(Collected data entries)
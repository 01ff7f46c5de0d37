//! Config snapshot: the app's SharedPreferences XML dump.
//!
//! ```xml
//! <map>
//!     <boolean name="is_running" value="true" />
//!     <int name="iterations" value="200" />
//!     <string name="target_url">https://example.com/?a=1&amp;b=2</string>
//!     <long name="simulation_start_time" value="1717000000000" />
//! </map>
//! ```

use std::collections::HashMap;
use std::sync::OnceLock;

use regex::Regex;
use tracing::debug;

use super::{parse_count, Extractor, SourceFields, SourceKind, Timing};

pub const KEY_IS_RUNNING: &str = "is_running";
pub const KEY_PAUSED: &str = "simulation_paused";
pub const KEY_TOTAL_ITERATIONS: &str = "iterations";
pub const KEY_CURRENT_ITERATION: &str = "current_iteration";
pub const KEY_URL: &str = "target_url";
pub const KEY_MIN_INTERVAL: &str = "min_interval";
pub const KEY_MAX_INTERVAL: &str = "max_interval";
pub const KEY_DELAY_MIN: &str = "delay_min";
pub const KEY_DELAY_MAX: &str = "delay_max";
pub const KEY_START_TIME: &str = "simulation_start_time";

fn entry_pattern() -> &'static Regex {
    static PATTERN: OnceLock<Regex> = OnceLock::new();
    PATTERN.get_or_init(|| {
        // <kind name="key" value="v" />  or  <string name="key">text</string>
        Regex::new(
            r#"<(boolean|int|long|float|string)\s+name="([^"]*)"(?:\s+value="([^"]*)")?\s*(?:/>|>([^<]*)</string>)"#,
        )
        .expect("valid prefs entry pattern")
    })
}

/// Parsed key/value view of a preferences dump.
#[derive(Debug, Default)]
pub struct PrefsDoc {
    entries: HashMap<String, (String, String)>,
}

impl PrefsDoc {
    pub fn parse(text: &str) -> Self {
        let mut entries = HashMap::new();
        for caps in entry_pattern().captures_iter(text) {
            let kind = caps[1].to_string();
            let name = caps[2].to_string();
            let value = caps
                .get(3)
                .or_else(|| caps.get(4))
                .map(|m| unescape_xml(m.as_str()))
                .unwrap_or_default();
            entries.insert(name, (kind, value));
        }
        Self { entries }
    }

    pub fn len(&self) -> usize {
        self.entries.len()
    }

    pub fn is_empty(&self) -> bool {
        self.entries.is_empty()
    }

    fn typed(&self, name: &str, kind: &str) -> Option<&str> {
        self.entries
            .get(name)
            .filter(|(k, _)| k == kind)
            .map(|(_, v)| v.as_str())
    }

    pub fn boolean(&self, name: &str) -> Option<bool> {
        match self.typed(name, "boolean")?.to_ascii_lowercase().as_str() {
            "true" => Some(true),
            "false" => Some(false),
            _ => None,
        }
    }

    pub fn int(&self, name: &str) -> Option<u64> {
        parse_count(self.typed(name, "int")?)
    }

    pub fn long(&self, name: &str) -> Option<i64> {
        self.typed(name, "long")?.trim().parse().ok()
    }

    pub fn string(&self, name: &str) -> Option<String> {
        let value = self.typed(name, "string")?.trim();
        (!value.is_empty()).then(|| value.to_string())
    }
}

fn unescape_xml(raw: &str) -> String {
    if !raw.contains('&') {
        return raw.to_string();
    }
    raw.replace("&lt;", "<")
        .replace("&gt;", ">")
        .replace("&quot;", "\"")
        .replace("&apos;", "'")
        .replace("&#39;", "'")
        .replace("&amp;", "&")
}

pub fn extract_is_running(doc: &PrefsDoc) -> Option<bool> {
    doc.boolean(KEY_IS_RUNNING)
}

pub fn extract_paused(doc: &PrefsDoc) -> Option<bool> {
    doc.boolean(KEY_PAUSED)
}

pub fn extract_iterations(doc: &PrefsDoc) -> (Option<u64>, Option<u64>) {
    (doc.int(KEY_CURRENT_ITERATION), doc.int(KEY_TOTAL_ITERATIONS))
}

pub fn extract_url(doc: &PrefsDoc) -> Option<String> {
    doc.string(KEY_URL)
}

pub fn extract_start_time(doc: &PrefsDoc) -> Option<Timing> {
    doc.long(KEY_START_TIME)
        .filter(|ms| *ms > 0)
        .map(Timing::started_at)
}

#[derive(Debug, Default, Clone, Copy)]
pub struct ConfigSnapshotExtractor;

impl Extractor for ConfigSnapshotExtractor {
    fn source(&self) -> SourceKind {
        SourceKind::ConfigSnapshot
    }

    fn extract(&self, raw: &[u8]) -> Option<SourceFields> {
        let text = String::from_utf8_lossy(raw);
        let doc = PrefsDoc::parse(&text);
        if doc.is_empty() {
            debug!("[extract] config snapshot had no recognizable entries");
            return None;
        }

        let (current_iteration, total_iterations) = extract_iterations(&doc);
        let fields = SourceFields {
            is_running: extract_is_running(&doc),
            paused: extract_paused(&doc),
            current_iteration,
            total_iterations,
            url: extract_url(&doc),
            min_interval: doc.int(KEY_MIN_INTERVAL),
            max_interval: doc.int(KEY_MAX_INTERVAL),
            delay_min: doc.int(KEY_DELAY_MIN),
            delay_max: doc.int(KEY_DELAY_MAX),
            timing: extract_start_time(&doc),
        };
        (!fields.is_empty()).then_some(fields)
    }
}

◆ **WHAT IS REQUIRED**
Could you set down, word for word, only the lines above from the line with "use std::collections::HashMap;" to the line with "for caps in", including both?

◆ **WRITTEN RESPONSE**
use std::collections::HashMap;
use std::sync::OnceLock;

use regex::Regex;
use tracing::debug;

use super::{parse_count, Extractor, SourceFields, SourceKind, Timing};

pub const KEY_IS_RUNNING: &str = "is_running";
pub const KEY_PAUSED: &str = "simulation_paused";
pub const KEY_TOTAL_ITERATIONS: &str = "iterations";
pub const KEY_CURRENT_ITERATION: &str = "current_iteration";
pub const KEY_URL: &str = "target_url";
pub const KEY_MIN_INTERVAL: &str = "min_interval";
pub const KEY_MAX_INTERVAL: &str = "max_interval";
pub const KEY_DELAY_MIN: &str = "delay_min";
pub const KEY_DELAY_MAX: &str = "delay_max";
pub const KEY_START_TIME: &str = "simulation_start_time";

fn entry_pattern() -> &'static Regex {
    static PATTERN: OnceLock<Regex> = OnceLock::new();
    PATTERN.get_or_init(|| {
        // <kind name="key" value="v" />  or  <string name="key">text</string>
        Regex::new(
            r#"<(boolean|int|long|float|string)\s+name="([^"]*)"(?:\s+value="([^"]*)")?\s*(?:/>|>([^<]*)</string>)"#,
        )
        .expect("valid prefs entry pattern")
    })
}

/// Parsed key/value view of a preferences dump.
#[derive(Debug, Default)]
pub struct PrefsDoc {
    entries: HashMap<String, (String, String)>,
}

impl PrefsDoc {
    pub fn parse(text: &str) -> Self {
        let mut entries = HashMap::new();
        for caps in entry_pattern().captures_iter(text) {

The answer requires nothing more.